PROBLEM TO SOLVE:
Collect every line of the records below that contains the word "variants".
+++ DATA FOR REVIEW
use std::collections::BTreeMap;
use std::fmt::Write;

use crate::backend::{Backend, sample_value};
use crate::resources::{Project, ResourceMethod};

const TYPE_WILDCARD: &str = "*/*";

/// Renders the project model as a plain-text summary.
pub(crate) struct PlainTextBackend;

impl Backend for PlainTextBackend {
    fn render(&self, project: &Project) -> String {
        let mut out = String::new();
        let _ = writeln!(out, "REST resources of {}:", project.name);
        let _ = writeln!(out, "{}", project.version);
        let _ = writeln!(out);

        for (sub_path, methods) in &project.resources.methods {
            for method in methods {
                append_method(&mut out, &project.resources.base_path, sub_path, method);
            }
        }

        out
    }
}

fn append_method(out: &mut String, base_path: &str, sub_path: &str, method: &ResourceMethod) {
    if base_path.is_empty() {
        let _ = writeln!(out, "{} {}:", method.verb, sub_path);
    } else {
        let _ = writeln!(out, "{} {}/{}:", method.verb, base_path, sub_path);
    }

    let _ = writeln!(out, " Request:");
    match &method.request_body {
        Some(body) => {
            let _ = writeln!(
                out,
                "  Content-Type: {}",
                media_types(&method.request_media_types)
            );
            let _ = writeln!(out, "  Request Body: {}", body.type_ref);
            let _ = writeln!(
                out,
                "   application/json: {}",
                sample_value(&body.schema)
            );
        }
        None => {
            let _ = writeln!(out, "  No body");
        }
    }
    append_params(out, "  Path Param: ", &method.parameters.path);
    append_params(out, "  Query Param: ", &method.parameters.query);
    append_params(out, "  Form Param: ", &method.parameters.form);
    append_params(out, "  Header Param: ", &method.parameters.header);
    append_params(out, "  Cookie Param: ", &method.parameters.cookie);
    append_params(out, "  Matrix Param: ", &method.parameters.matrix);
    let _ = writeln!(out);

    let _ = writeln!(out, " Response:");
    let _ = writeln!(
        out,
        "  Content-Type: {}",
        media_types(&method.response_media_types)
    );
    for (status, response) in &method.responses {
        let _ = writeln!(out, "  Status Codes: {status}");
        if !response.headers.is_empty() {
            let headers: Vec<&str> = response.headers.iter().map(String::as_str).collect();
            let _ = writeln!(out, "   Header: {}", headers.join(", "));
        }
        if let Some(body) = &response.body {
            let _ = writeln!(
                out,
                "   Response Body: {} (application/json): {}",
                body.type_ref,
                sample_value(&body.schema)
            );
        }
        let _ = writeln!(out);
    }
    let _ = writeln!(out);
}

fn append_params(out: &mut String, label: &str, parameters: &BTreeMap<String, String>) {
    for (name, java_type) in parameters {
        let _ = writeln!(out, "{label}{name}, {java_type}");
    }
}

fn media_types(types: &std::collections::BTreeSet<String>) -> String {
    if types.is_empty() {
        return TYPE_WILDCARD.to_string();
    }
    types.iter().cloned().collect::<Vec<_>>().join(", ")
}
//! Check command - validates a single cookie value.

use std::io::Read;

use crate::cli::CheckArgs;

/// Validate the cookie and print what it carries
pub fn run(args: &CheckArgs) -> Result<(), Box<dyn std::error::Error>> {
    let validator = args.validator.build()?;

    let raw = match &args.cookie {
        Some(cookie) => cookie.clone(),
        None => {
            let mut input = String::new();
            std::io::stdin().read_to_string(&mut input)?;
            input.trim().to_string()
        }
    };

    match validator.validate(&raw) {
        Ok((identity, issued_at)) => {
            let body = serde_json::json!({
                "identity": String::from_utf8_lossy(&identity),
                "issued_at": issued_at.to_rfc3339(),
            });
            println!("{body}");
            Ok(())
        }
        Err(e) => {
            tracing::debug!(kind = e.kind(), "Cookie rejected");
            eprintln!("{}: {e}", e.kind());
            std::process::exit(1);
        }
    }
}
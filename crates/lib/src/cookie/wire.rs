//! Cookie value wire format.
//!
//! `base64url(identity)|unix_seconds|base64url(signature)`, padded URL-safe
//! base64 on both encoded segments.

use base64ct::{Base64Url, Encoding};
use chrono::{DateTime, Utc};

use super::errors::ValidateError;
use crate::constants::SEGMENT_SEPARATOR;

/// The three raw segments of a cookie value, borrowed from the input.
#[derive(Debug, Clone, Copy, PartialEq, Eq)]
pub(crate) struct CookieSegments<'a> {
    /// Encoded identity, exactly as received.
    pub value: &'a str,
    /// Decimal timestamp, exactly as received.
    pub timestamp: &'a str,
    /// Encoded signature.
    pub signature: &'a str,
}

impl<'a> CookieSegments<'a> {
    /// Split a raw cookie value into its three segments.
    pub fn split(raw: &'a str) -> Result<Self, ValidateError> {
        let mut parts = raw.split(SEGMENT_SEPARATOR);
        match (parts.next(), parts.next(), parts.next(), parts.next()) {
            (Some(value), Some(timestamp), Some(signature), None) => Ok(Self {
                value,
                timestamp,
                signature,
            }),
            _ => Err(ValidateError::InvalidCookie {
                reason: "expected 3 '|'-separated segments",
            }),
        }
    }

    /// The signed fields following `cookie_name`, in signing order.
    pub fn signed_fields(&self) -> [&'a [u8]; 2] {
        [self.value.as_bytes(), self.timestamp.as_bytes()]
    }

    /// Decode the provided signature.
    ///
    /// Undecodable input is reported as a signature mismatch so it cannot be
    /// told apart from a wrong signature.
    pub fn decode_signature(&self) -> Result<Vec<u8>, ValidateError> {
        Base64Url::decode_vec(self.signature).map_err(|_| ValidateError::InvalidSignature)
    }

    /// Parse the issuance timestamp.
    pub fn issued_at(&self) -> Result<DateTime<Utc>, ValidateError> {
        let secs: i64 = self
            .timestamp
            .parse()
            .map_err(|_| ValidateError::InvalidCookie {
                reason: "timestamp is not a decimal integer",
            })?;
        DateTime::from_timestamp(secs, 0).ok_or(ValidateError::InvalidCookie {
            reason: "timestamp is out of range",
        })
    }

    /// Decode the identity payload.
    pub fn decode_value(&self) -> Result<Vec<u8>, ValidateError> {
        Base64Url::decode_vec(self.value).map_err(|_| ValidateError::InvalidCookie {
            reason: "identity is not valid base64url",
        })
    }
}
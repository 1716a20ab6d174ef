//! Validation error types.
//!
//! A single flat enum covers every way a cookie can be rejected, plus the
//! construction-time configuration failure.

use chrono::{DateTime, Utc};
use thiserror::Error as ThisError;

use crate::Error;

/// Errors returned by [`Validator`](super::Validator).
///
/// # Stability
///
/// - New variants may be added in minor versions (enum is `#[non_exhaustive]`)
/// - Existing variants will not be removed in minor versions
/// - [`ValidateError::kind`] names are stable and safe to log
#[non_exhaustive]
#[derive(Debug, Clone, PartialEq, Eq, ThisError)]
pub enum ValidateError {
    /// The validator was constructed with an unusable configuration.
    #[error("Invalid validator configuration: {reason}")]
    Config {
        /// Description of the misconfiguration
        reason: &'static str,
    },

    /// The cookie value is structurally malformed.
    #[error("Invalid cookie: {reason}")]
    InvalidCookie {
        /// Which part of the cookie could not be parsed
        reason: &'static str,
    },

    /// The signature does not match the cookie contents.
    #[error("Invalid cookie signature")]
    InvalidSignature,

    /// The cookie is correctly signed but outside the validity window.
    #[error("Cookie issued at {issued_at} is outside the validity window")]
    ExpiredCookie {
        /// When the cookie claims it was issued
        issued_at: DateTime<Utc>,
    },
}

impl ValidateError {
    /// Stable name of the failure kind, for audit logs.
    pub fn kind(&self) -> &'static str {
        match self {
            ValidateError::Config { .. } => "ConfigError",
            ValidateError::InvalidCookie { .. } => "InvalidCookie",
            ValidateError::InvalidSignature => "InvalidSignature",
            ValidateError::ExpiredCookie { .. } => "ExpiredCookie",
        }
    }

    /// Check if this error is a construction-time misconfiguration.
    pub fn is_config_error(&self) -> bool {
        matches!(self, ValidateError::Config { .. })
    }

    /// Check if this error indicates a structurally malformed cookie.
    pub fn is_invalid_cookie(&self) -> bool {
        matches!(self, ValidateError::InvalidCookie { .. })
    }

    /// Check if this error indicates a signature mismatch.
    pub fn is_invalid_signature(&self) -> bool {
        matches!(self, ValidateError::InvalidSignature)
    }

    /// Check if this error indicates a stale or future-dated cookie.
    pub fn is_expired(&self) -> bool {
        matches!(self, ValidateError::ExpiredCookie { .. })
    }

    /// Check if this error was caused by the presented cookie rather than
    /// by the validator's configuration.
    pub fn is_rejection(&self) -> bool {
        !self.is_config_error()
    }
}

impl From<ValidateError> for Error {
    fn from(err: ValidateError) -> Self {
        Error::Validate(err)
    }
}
++++++
+++ DATA FOR REVIEW
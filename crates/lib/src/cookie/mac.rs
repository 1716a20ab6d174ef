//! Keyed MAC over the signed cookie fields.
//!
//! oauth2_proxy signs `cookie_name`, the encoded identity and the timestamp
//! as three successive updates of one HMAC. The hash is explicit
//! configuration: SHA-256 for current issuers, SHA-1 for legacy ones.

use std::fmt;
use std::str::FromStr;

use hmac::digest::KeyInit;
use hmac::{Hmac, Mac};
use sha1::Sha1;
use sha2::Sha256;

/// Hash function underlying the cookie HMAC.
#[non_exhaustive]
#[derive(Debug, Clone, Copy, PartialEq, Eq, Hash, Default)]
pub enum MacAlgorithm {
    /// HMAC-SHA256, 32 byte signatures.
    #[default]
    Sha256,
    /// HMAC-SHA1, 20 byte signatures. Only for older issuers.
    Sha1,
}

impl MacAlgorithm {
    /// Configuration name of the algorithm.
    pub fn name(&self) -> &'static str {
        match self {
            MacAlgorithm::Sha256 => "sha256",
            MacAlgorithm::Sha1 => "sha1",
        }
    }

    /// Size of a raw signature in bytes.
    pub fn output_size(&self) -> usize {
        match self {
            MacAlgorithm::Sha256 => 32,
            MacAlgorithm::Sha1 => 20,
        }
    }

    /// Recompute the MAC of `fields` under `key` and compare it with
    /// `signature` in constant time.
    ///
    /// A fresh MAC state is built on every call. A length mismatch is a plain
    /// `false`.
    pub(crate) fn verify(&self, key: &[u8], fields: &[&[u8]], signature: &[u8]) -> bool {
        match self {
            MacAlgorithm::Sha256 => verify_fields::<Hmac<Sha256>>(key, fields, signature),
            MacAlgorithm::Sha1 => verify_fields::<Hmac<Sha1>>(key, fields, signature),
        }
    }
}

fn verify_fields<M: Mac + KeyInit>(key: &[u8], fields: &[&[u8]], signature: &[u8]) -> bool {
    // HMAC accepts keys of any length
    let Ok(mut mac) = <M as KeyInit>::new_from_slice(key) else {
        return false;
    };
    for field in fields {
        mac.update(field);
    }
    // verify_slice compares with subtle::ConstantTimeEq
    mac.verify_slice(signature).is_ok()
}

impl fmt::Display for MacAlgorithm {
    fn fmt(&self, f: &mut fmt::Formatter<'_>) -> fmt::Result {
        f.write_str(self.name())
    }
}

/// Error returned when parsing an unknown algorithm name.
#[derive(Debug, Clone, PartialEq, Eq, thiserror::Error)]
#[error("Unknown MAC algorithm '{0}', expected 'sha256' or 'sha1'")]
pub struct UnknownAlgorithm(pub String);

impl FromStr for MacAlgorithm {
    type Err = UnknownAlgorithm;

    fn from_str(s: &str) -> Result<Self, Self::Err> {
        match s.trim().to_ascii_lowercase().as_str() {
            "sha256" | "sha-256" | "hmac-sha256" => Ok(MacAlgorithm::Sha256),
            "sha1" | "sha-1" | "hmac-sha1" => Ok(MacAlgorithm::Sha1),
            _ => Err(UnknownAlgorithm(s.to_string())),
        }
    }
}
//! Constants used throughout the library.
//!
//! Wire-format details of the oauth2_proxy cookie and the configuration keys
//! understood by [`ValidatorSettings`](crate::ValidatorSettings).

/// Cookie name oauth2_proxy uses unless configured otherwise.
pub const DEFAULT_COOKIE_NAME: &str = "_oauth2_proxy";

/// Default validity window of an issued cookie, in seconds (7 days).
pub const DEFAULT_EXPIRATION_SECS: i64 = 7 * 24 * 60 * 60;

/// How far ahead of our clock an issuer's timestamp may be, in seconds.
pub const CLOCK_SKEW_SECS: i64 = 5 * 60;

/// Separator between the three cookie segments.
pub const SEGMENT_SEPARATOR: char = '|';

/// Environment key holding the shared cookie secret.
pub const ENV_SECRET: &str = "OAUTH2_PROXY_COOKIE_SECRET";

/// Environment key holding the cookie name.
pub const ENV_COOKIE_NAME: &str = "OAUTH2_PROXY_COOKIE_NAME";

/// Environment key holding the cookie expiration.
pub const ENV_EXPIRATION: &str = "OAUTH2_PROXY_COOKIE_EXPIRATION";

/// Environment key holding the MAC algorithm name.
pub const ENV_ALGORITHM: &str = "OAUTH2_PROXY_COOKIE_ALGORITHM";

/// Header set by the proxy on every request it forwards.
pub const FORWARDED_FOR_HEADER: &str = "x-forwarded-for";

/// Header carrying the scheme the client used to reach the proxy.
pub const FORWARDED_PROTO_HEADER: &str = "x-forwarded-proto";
++++++
ANSWER BOX:
/// - New variants may be added in minor versions (enum is `#[non_exhaustive]`)
/// - Existing variants will not be removed in minor versions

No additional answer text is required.